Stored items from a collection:
====

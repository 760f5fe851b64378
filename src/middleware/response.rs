use axum::{
    http::StatusCode,
    response::{IntoResponse, Json, Response},
};
use serde::Serialize;

/// Uniform JSON body returned by every API route.
///
/// Success envelopes carry `data` and `message`; failure envelopes carry
/// `error` and never `data`.
#[derive(Debug, Clone, PartialEq, Serialize)]
pub struct Envelope<T: Serialize> {
    pub success: bool,
    #[serde(skip_serializing_if = "Option::is_none")]
    pub data: Option<T>,
    #[serde(skip_serializing_if = "Option::is_none")]
    pub message: Option<String>,
    #[serde(skip_serializing_if = "Option::is_none")]
    pub error: Option<String>,
}

/// Envelope plus the HTTP status it is sent with
#[derive(Debug)]
pub struct ApiResponse<T: Serialize> {
    pub envelope: Envelope<T>,
    pub status_code: StatusCode,
}

impl<T: Serialize> ApiResponse<T> {
    /// `{success: true, data, message}` with 200 OK
    pub fn success(data: T, message: impl Into<String>) -> Self {
        Self {
            envelope: Envelope {
                success: true,
                data: Some(data),
                message: Some(message.into()),
                error: None,
            },
            status_code: StatusCode::OK,
        }
    }

    /// 201 Created success
    pub fn created(data: T, message: impl Into<String>) -> Self {
        Self::success(data, message).with_status(StatusCode::CREATED)
    }

    /// Replace the status code. The range is not checked against the
    /// envelope's `success` flag.
    pub fn with_status(mut self, status_code: StatusCode) -> Self {
        self.status_code = status_code;
        self
    }
}

impl ApiResponse<()> {
    /// `{success: false, error: message}` with 500 Internal Server Error
    pub fn failure(message: impl Into<String>) -> Self {
        Self {
            envelope: Envelope {
                success: false,
                data: None,
                message: None,
                error: Some(message.into()),
            },
            status_code: StatusCode::INTERNAL_SERVER_ERROR,
        }
    }
}

impl<T: Serialize> IntoResponse for ApiResponse<T> {
    fn into_response(self) -> Response {
        // Serialize up front so a failing payload still yields an envelope
        match serde_json::to_value(&self.envelope) {
            Ok(body) => (self.status_code, Json(body)).into_response(),
            Err(e) => {
                tracing::error!("Failed to serialize response data: {}", e);
                ApiResponse::failure("Failed to serialize response data").into_response()
            }
        }
    }
}

// Convenience type aliases
pub type ApiResult<T> = Result<ApiResponse<T>, crate::error::ApiError>;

====

**EXERCISE:** Would you retype the lines above from the one with "fn into_response(self) ->" down to the one with "Convenience type aliases", word for word, both ends included and no other lines?

**SOLUTION TO THIS EXERCISE:**
    fn into_response(self) -> Response {
        // Serialize up front so a failing payload still yields an envelope
        match serde_json::to_value(&self.envelope) {
            Ok(body) => (self.status_code, Json(body)).into_response(),
            Err(e) => {
                tracing::error!("Failed to serialize response data: {}", e);
                ApiResponse::failure("Failed to serialize response data").into_response()
            }
        }
    }
}

// Convenience type aliases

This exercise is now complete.